*DATA SUPPLIED*.
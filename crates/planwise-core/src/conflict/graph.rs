//! Overlap graph over timed events.
//!
//! Nodes are timed (non-all-day) events ordered by start; an edge joins every
//! pair that strictly overlaps. Conflict groups are the connected components.

use std::collections::{HashMap, VecDeque};

use crate::schedule::Event;

/// Adjacency-list graph of strict overlaps, keyed by event id.
#[derive(Debug)]
pub struct OverlapGraph<'a> {
    /// Timed events sorted by start
    nodes: Vec<&'a Event>,
    index: HashMap<&'a str, usize>,
    adjacency: Vec<Vec<usize>>,
}

impl<'a> OverlapGraph<'a> {
    /// Build the graph from an arbitrary-order event collection.
    ///
    /// All-day events are dropped before any comparison, so they can neither
    /// conflict nor bridge two timed events into one group.
    pub fn build(events: &'a [Event]) -> Self {
        let mut nodes: Vec<&Event> = events.iter().filter(|e| !e.all_day).collect();
        nodes.sort_by_key(|e| e.start);

        let index = nodes
            .iter()
            .enumerate()
            .map(|(i, e)| (e.id.as_str(), i))
            .collect();

        let mut adjacency = vec![Vec::new(); nodes.len()];
        for i in 0..nodes.len() {
            for j in (i + 1)..nodes.len() {
                // Sorted by start: once j starts at or after i ends, no later
                // node can overlap i either.
                if nodes[j].start >= nodes[i].end {
                    break;
                }
                if nodes[i].overlaps(nodes[j]) {
                    adjacency[i].push(j);
                    adjacency[j].push(i);
                }
            }
        }

        Self {
            nodes,
            index,
            adjacency,
        }
    }

    pub fn len(&self) -> usize {
        self.nodes.len()
    }

    pub fn is_empty(&self) -> bool {
        self.nodes.is_empty()
    }

    pub fn edge_count(&self) -> usize {
        self.adjacency.iter().map(Vec::len).sum::<usize>() / 2
    }

    /// Ids of the events directly overlapping `id`.
    pub fn neighbors(&self, id: &str) -> Vec<&'a str> {
        match self.index.get(id) {
            Some(&i) => self.adjacency[i]
                .iter()
                .map(|&j| self.nodes[j].id.as_str())
                .collect(),
            None => Vec::new(),
        }
    }

    /// Connected components found by breadth-first traversal.
    ///
    /// Components come out ordered by their earliest member; members within a
    /// component are ordered by start.
    pub fn components(&self) -> Vec<Vec<&'a Event>> {
        let mut visited = vec![false; self.nodes.len()];
        let mut components = Vec::new();

        for root in 0..self.nodes.len() {
            if visited[root] {
                continue;
            }
            visited[root] = true;

            let mut members = vec![root];
            let mut queue = VecDeque::from([root]);
            while let Some(current) = queue.pop_front() {
                for &next in &self.adjacency[current] {
                    if !visited[next] {
                        visited[next] = true;
                        members.push(next);
                        queue.push_back(next);
                    }
                }
            }

            members.sort_unstable();
            components.push(members.into_iter().map(|i| self.nodes[i]).collect());
        }

        components
    }
}
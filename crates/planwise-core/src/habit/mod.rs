//! Habit learning module.
//!
//! Learns, per event category, when events usually start, how long they
//! usually last and how often they recur. Patterns are updated incrementally
//! once per created event and never replay history.

mod bounded;
mod learner;
mod pattern;

pub use bounded::BoundedLog;
pub use learner::{HabitLearner, HabitSummary, DEFAULT_DURATION_MINUTES};
pub use pattern::{
    analyze_frequency, Frequency, HabitPattern, PreferredTime, MAX_OCCURRENCES,
    MAX_PREFERRED_TIMES,
};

*WHAT YOU NEED TO DO*.
Extract the complete listing verbatim.

*PROBLEM SOLUTION*.
filename crates/planwise-core/src/conflict/graph.rs
//! Overlap graph over timed events.
//!
//! Nodes are timed (non-all-day) events ordered by start; an edge joins every
//! pair that strictly overlaps. Conflict groups are the connected components.

use std::collections::{HashMap, VecDeque};

use crate::schedule::Event;

/// Adjacency-list graph of strict overlaps, keyed by event id.
#[derive(Debug)]
pub struct OverlapGraph<'a> {
    /// Timed events sorted by start
    nodes: Vec<&'a Event>,
    index: HashMap<&'a str, usize>,
    adjacency: Vec<Vec<usize>>,
}

impl<'a> OverlapGraph<'a> {
    /// Build the graph from an arbitrary-order event collection.
    ///
    /// All-day events are dropped before any comparison, so they can neither
    /// conflict nor bridge two timed events into one group.
    pub fn build(events: &'a [Event]) -> Self {
        let mut nodes: Vec<&Event> = events.iter().filter(|e| !e.all_day).collect();
        nodes.sort_by_key(|e| e.start);

        let index = nodes
            .iter()
            .enumerate()
            .map(|(i, e)| (e.id.as_str(), i))
            .collect();

        let mut adjacency = vec![Vec::new(); nodes.len()];
        for i in 0..nodes.len() {
            for j in (i + 1)..nodes.len() {
                // Sorted by start: once j starts at or after i ends, no later
                // node can overlap i either.
                if nodes[j].start >= nodes[i].end {
                    break;
                }
                if nodes[i].overlaps(nodes[j]) {
                    adjacency[i].push(j);
                    adjacency[j].push(i);
                }
            }
        }

        Self {
            nodes,
            index,
            adjacency,
        }
    }

    pub fn len(&self) -> usize {
        self.nodes.len()
    }

    pub fn is_empty(&self) -> bool {
        self.nodes.is_empty()
    }

    pub fn edge_count(&self) -> usize {
        self.adjacency.iter().map(Vec::len).sum::<usize>() / 2
    }

    /// Ids of the events directly overlapping `id`.
    pub fn neighbors(&self, id: &str) -> Vec<&'a str> {
        match self.index.get(id) {
            Some(&i) => self.adjacency[i]
                .iter()
                .map(|&j| self.nodes[j].id.as_str())
                .collect(),
            None => Vec::new(),
        }
    }

    /// Connected components found by breadth-first traversal.
    ///
    /// Components come out ordered by their earliest member; members within a
    /// component are ordered by start.
    pub fn components(&self) -> Vec<Vec<&'a Event>> {
        let mut visited = vec![false; self.nodes.len()];
        let mut components = Vec::new();

        for root in 0..self.nodes.len() {
            if visited[root] {
                continue;
            }
            visited[root] = true;

            let mut members = vec![root];
            let mut queue = VecDeque::from([root]);
            while let Some(current) = queue.pop_front() {
                for &next in &self.adjacency[current] {
                    if !visited[next] {
                        visited[next] = true;
                        members.push(next);
                        queue.push_back(next);
                    }
                }
            }

            members.sort_unstable();
            components.push(members.into_iter().map(|i| self.nodes[i]).collect());
        }

        components
    }
}
filename crates/planwise-core/src/habit/mod.rs
//! Habit learning module.
//!
//! Learns, per event category, when events usually start, how long they
//! usually last and how often they recur. Patterns are updated incrementally
//! once per created event and never replay history.

mod bounded;
mod learner;
mod pattern;

pub use bounded::BoundedLog;
pub use learner::{HabitLearner, HabitSummary, DEFAULT_DURATION_MINUTES};
pub use pattern::{
    analyze_frequency, Frequency, HabitPattern, PreferredTime, MAX_OCCURRENCES,
    MAX_PREFERRED_TIMES,
};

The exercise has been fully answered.